* _INSTRUCTIONS TO FOLLOW_:
What lines in the listing include "present"? Return a copy of each.
□ □ □
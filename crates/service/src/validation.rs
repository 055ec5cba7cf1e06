//! Validation shared by the account and client services.
//!
//! Field constraints are declared with `validator` on the domain types;
//! [`Validations`] layers the null/id rules for create, update and list
//! operations on top and turns the first violation into a [`ServiceError`].

use validator::{ValidationError, ValidationErrors};

use crate::errors::ServiceError;

pub trait Validations<T> {
    /// Item name used in messages, e.g. `"account"`.
    const ITEM: &'static str;
    /// Plural item name used in messages, e.g. `"accounts"`.
    const ITEMS: &'static str;

    /// Field-level constraints of a single item.
    fn validate_item(&self, item: &T) -> Result<(), ServiceError>;

    fn id_of(item: &T) -> Option<i64>;

    fn validate_not_null<'a>(&self, item: Option<&'a T>, message: &str) -> Result<&'a T, ServiceError> {
        item.ok_or_else(|| ServiceError::NullArgument(message.to_string()))
    }

    /// Item about to be created: present, valid, and without an id.
    fn validate_new<'a>(&self, item: Option<&'a T>) -> Result<&'a T, ServiceError> {
        let item = self.validate_not_null(item, &format!("Null {} not allowed", Self::ITEM))?;
        self.validate_item(item)?;
        if let Some(id) = Self::id_of(item) {
            return Err(ServiceError::Validation(format!("New {} must not have an id, got id = {}", Self::ITEM, id)));
        }
        Ok(item)
    }

    /// Item about to be updated: present, valid, and carrying its id.
    fn validate_existing<'a>(&self, item: Option<&'a T>) -> Result<&'a T, ServiceError> {
        let item = self.validate_not_null(item, &format!("Null {} not allowed", Self::ITEM))?;
        self.validate_item(item)?;
        if Self::id_of(item).is_none() {
            return Err(ServiceError::Validation(format!("Existing {} must have an id", Self::ITEM)));
        }
        Ok(item)
    }

    /// Every list element must be present.
    fn validate_list<'a>(&self, items: &'a [Option<T>]) -> Result<Vec<&'a T>, ServiceError> {
        let message = format!("Null {} in {} list not allowed", Self::ITEM, Self::ITEMS);
        items.iter().map(|i| self.validate_not_null(i.as_ref(), &message)).collect()
    }

    fn validate_new_list<'a>(&self, items: &'a [Option<T>]) -> Result<Vec<&'a T>, ServiceError> {
        let items = self.validate_list(items)?;
        for item in &items {
            self.validate_new(Some(*item))?;
        }
        Ok(items)
    }

}

/// JSON name of a struct field: `middle_name` becomes `middleName`.
fn wire_name(field: &str) -> String {
    let mut out = String::with_capacity(field.len());
    let mut upper = false;
    for c in field.chars() {
        if c == '_' {
            upper = true;
        } else if upper {
            out.extend(c.to_uppercase());
            upper = false;
        } else {
            out.push(c);
        }
    }
    out
}

/// Rejects strings made only of whitespace.
pub fn not_blank(value: &str) -> Result<(), ValidationError> {
    if value.trim().is_empty() {
        return Err(ValidationError::new("blank"));
    }
    Ok(())
}

/// Report the first field violation as `"<field> = <value>. <message>"`.
///
/// Fields are visited in name order so the reported violation is stable.
pub fn first_violation(errors: &ValidationErrors) -> ServiceError {
    let mut fields: Vec<_> = errors.field_errors().into_iter().collect();
    fields.sort_by(|a, b| a.0.cmp(&b.0));

    for (field, errs) in fields {
        if let Some(err) = errs.first() {
            let value = err
                .params
                .get("value")
                .map(|v| v.to_string())
                .unwrap_or_else(|| "null".to_string());
            let message = err
                .message
                .as_ref()
                .map(|m| m.to_string())
                .unwrap_or_else(|| err.code.to_string());
            return ServiceError::Validation(format!("{} = {}. {}", wire_name(field), value, message));
        }
    }
    ServiceError::Validation(errors.to_string())
}
pub mod errors;
pub mod db;
pub mod account;
pub mod client;

#[cfg(test)]
mod tests;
□ □ □
* _RESPONSE_:
    /// Item about to be created: present, valid, and without an id.
    /// Item about to be updated: present, valid, and carrying its id.
    /// Every list element must be present.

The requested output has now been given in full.